=== Section Start ===
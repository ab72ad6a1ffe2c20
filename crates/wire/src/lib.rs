// SPDX-License-Identifier: BUSL-1.1
// Copyright (c) 2026 Alfred Jean LLC

//! i3/sway IPC wire protocol.
//!
//! Wire format: `"i3-ipc"` magic + 4-byte payload length (little-endian) +
//! 4-byte type code (little-endian) + JSON payload

// Allow panic!/unwrap/expect in test code
#![cfg_attr(test, allow(clippy::panic))]
#![cfg_attr(test, allow(clippy::unwrap_used))]
#![cfg_attr(test, allow(clippy::expect_used))]

mod frame;
mod io;
mod kind;

pub use frame::{
    decode, decode_header, encode, encode_raw, Header, ProtocolError, HEADER_LEN, MAGIC,
    MAX_PAYLOAD_LEN,
};
pub use io::{read_frame, write_frame, RawFrame};
pub use kind::{EventKind, RequestKind, EVENT_FLAG};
=== Section End ===
= TASK BRIEF =
The records above, in their entirety, need to be set down again exactly.

= RESPONSE TO THIS TASK =
repository ab72ad6a1ffe2c20
filename crates/wire/src/lib.rs
// SPDX-License-Identifier: BUSL-1.1
// Copyright (c) 2026 Alfred Jean LLC

//! i3/sway IPC wire protocol.
//!
//! Wire format: `"i3-ipc"` magic + 4-byte payload length (little-endian) +
//! 4-byte type code (little-endian) + JSON payload

// Allow panic!/unwrap/expect in test code
#![cfg_attr(test, allow(clippy::panic))]
#![cfg_attr(test, allow(clippy::unwrap_used))]
#![cfg_attr(test, allow(clippy::expect_used))]

mod frame;
mod io;
mod kind;

pub use frame::{
    decode, decode_header, encode, encode_raw, Header, ProtocolError, HEADER_LEN, MAGIC,
    MAX_PAYLOAD_LEN,
};
pub use io::{read_frame, write_frame, RawFrame};
pub use kind::{EventKind, RequestKind, EVENT_FLAG};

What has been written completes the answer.